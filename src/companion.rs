use crate::registry::Host;
use crate::type_info::TypeIndex;
use core::any::Any;
use std::rc::Rc;

/// Auxiliary object attached to a host for one type.
///
/// Companions may be referenced outside the side table, so teardown never
/// destroys them directly; it calls [`Companion::owner_destroyed`] and drops
/// the side table's reference.
pub trait Companion: Any {
    fn owner_destroyed(&self) {}
}

/// Builds companions on demand. Invoked at most once per (host, type) pair
/// unless it declines, in which case a later lookup asks again.
pub trait CompanionFactory {
    fn create(&self, type_index: TypeIndex, host: &dyn Host) -> Option<Rc<dyn Companion>>;
}

impl<F> CompanionFactory for F
where
    F: Fn(TypeIndex, &dyn Host) -> Option<Rc<dyn Companion>>,
{
    fn create(&self, type_index: TypeIndex, host: &dyn Host) -> Option<Rc<dyn Companion>> {
        self(type_index, host)
    }
}

/// Downcasts a companion to its concrete type.
pub fn downcast_companion<T: Companion>(companion: &dyn Companion) -> Option<&T> {
    let any: &dyn Any = companion;
    any.downcast_ref::<T>()
}
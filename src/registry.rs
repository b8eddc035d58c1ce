//! Host attachment: the lazily filled back-pointer each host embeds and the
//! registry operations that create, use and tear down side tables.
//!
//! Invariants:
//! - A host has a side table iff some extension state was requested for it.
//! - The slot moves `Empty -> Attached -> Destroyed` or `Empty -> Destroyed`
//!   and never back.
//! - A side table is freed only through `on_host_destroyed(&mut host)` or the
//!   slot's drop, both of which exclude outstanding `&SideTable` borrows.

use crate::binding::{Binding, SlotIndex};
use crate::companion::{Companion, CompanionFactory};
use crate::config::RegistryConfig;
use crate::context::{Context, ContextId, ContextRef};
use crate::deferred::Deferred;
use crate::error::{ExtensionError, report};
use crate::guard::Guard;
use crate::side_table::{SideTable, SourceLocation};
use crate::type_info::TypeIndex;
use core::any::Any;
use core::cell::Cell;
use core::fmt;
use core::ptr::NonNull;
use std::rc::Rc;

/// An object the engine can attach extension state to.
///
/// Implementors embed an [`ExtensionSlot`] and must not move while any
/// [`Guard`] watches them.
pub trait Host: Any {
    fn extension_slot(&self) -> &ExtensionSlot;
}

#[derive(Copy, Clone, Debug, Eq, PartialEq)]
enum SlotState {
    Empty,
    Attached(NonNull<SideTable>),
    Destroyed,
}

/// The single optional back-pointer a host exposes for its side table.
pub struct ExtensionSlot {
    state: Cell<SlotState>,
    context: Option<ContextRef>,
}

impl ExtensionSlot {
    /// A slot for a host created within `context`.
    pub fn new(context: &Context) -> Self {
        Self {
            state: Cell::new(SlotState::Empty),
            context: Some(context.handle()),
        }
    }

    /// A slot for a host created outside any context.
    pub fn detached() -> Self {
        Self {
            state: Cell::new(SlotState::Empty),
            context: None,
        }
    }

    pub fn declared_context(&self) -> Option<ContextId> {
        self.context.as_ref().map(ContextRef::id)
    }

    pub fn is_attached(&self) -> bool {
        matches!(self.state.get(), SlotState::Attached(_))
    }

    pub fn is_destroyed(&self) -> bool {
        self.state.get() == SlotState::Destroyed
    }

    fn table(&self) -> Option<&SideTable> {
        match self.state.get() {
            // SAFETY: an attached table is freed only through `&mut` access to
            // the host or by dropping this slot, so it outlives `&self`.
            SlotState::Attached(table) => Some(unsafe { table.as_ref() }),
            SlotState::Empty | SlotState::Destroyed => None,
        }
    }
}

impl Default for ExtensionSlot {
    fn default() -> Self {
        Self::detached()
    }
}

impl Drop for ExtensionSlot {
    fn drop(&mut self) {
        if let SlotState::Attached(table) = self.state.replace(SlotState::Destroyed) {
            // SAFETY: the slot owns the table and is going away.
            unsafe { SideTable::destroy(table) };
        }
    }
}

impl fmt::Debug for ExtensionSlot {
    fn fmt(&self, f: &mut fmt::Formatter<'_>) -> fmt::Result {
        f.debug_struct("ExtensionSlot")
            .field("state", &self.state.get())
            .field("context", &self.declared_context())
            .finish()
    }
}

/// Create-on-demand access to the side tables of hosts.
#[derive(Clone, Debug, Default)]
pub struct SideTableRegistry {
    config: RegistryConfig,
}

impl SideTableRegistry {
    pub fn new(config: RegistryConfig) -> Self {
        Self { config }
    }

    pub fn config(&self) -> &RegistryConfig {
        &self.config
    }

    /// Returns the host's side table, allocating it when `create` is set.
    ///
    /// Without `create` this never allocates. A destroyed host yields `None`.
    pub fn get<'h, H: Host + ?Sized>(&self, host: &'h H, create: bool) -> Option<&'h SideTable> {
        if create {
            self.get_or_create(host).ok()
        } else {
            host.extension_slot().table()
        }
    }

    pub fn get_or_create<'h, H: Host + ?Sized>(&self, host: &'h H) -> Result<&'h SideTable, ExtensionError> {
        let slot = host.extension_slot();
        match slot.state.get() {
            SlotState::Attached(_) => {}
            SlotState::Empty => {
                let table = SideTable::allocate(self.config, slot.context.clone());
                slot.state.set(SlotState::Attached(table));
            }
            SlotState::Destroyed => return Err(report(&self.config, ExtensionError::HostDestroyed)),
        }
        slot.table().ok_or(ExtensionError::HostDestroyed)
    }

    /// Teardown entry point, called once from the host's destruction path.
    ///
    /// Guards are nulled, bindings detached, the context link removed and
    /// companions released before the table is freed. A second call reports
    /// [`ExtensionError::AlreadyDestroyed`].
    pub fn on_host_destroyed<H: Host + ?Sized>(&self, host: &mut H) -> Result<(), ExtensionError> {
        let slot = host.extension_slot();
        match slot.state.get() {
            SlotState::Destroyed => Err(report(&self.config, ExtensionError::AlreadyDestroyed)),
            SlotState::Empty => {
                slot.state.set(SlotState::Destroyed);
                Ok(())
            }
            SlotState::Attached(table) => {
                // SAFETY: `&mut host` rules out outstanding borrows of the
                // table, and the slot stops handing it out below.
                unsafe { SideTable::destroy(table) };
                slot.state.set(SlotState::Destroyed);
                Ok(())
            }
        }
    }

    /// Points `guard` at `host`, unregistering it from any previous host.
    pub fn register_guard<H: Host>(&self, host: &H, guard: &Guard<H>) -> Result<(), ExtensionError> {
        guard.unregister();
        let table = self.get_or_create(host)?;
        table.link_guard(guard.node(), NonNull::from(host).cast())
    }

    /// Moves `guard` to `host`, or leaves it detached when `host` is `None`.
    pub fn retarget<H: Host>(&self, guard: &Guard<H>, host: Option<&H>) -> Result<(), ExtensionError> {
        match host {
            Some(host) => self.register_guard(host, guard),
            None => {
                guard.unregister();
                Ok(())
            }
        }
    }

    /// Creates a guard already watching `host`.
    pub fn guard<H: Host>(&self, host: &H) -> Result<Guard<H>, ExtensionError> {
        let guard = Guard::new();
        self.register_guard(host, &guard)?;
        Ok(guard)
    }

    pub fn attach_binding<H: Host + ?Sized>(
        &self,
        host: &H,
        slot: SlotIndex,
        binding: Box<dyn Binding>,
    ) -> Result<Option<Box<dyn Binding>>, ExtensionError> {
        self.get_or_create(host)?.attach_binding(slot, binding)
    }

    pub fn detach_binding<H: Host + ?Sized>(&self, host: &H, slot: SlotIndex) -> Option<Box<dyn Binding>> {
        self.get(host, false)?.detach_binding(slot)
    }

    /// Hot-path check used before plain writes; never allocates.
    #[inline]
    pub fn has_binding<H: Host + ?Sized>(&self, host: &H, slot: SlotIndex) -> bool {
        self.get(host, false).is_some_and(|table| table.has_binding(slot))
    }

    pub fn set_deferred<H: Host + ?Sized>(&self, host: &H, deferred: Deferred) -> Result<(), ExtensionError> {
        self.get_or_create(host)?.set_deferred(deferred)
    }

    /// Runs the pending deferred descriptor, if any. Returns the slots the
    /// template wrote; a descriptor is consumed by its first run.
    pub fn materialize_deferred<H: Host>(&self, host: &H) -> Option<Vec<SlotIndex>> {
        let deferred = self.get(host, false)?.take_deferred()?;
        tracing::trace!(index = deferred.index(), "materializing deferred properties");
        Some(deferred.run(host))
    }

    pub fn set_source_location<H: Host + ?Sized>(
        &self,
        host: &H,
        location: SourceLocation,
    ) -> Result<(), ExtensionError> {
        self.get_or_create(host)?.set_source_location(location)
    }

    /// Returns the companion of `host` for `type_index`, creating it through
    /// `factory` on first use. A declining factory is asked again next time.
    pub fn companion(
        &self,
        host: &dyn Host,
        type_index: TypeIndex,
        factory: &dyn CompanionFactory,
    ) -> Result<Option<Rc<dyn Companion>>, ExtensionError> {
        let table = self.get_or_create(host)?;
        if let Some(companion) = table.companion(type_index) {
            return Ok(Some(companion));
        }
        table.ensure_live()?;
        match factory.create(type_index, host) {
            Some(companion) => {
                tracing::trace!(type_index = type_index.get(), "companion materialized");
                match table.insert_companion(type_index, Rc::clone(&companion)) {
                    Ok(cached) => Ok(Some(cached)),
                    Err(err) => {
                        // The factory retired the table; the new companion never got an owner.
                        companion.owner_destroyed();
                        Err(err)
                    }
                }
            }
            None => {
                tracing::trace!(type_index = type_index.get(), "companion factory declined");
                Ok(None)
            }
        }
    }
}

* WORK TO COMPLETE: On how many lines of the material does the word "SideTableRegistry" appear? Reply with the number alone.

* SOLUTION: 2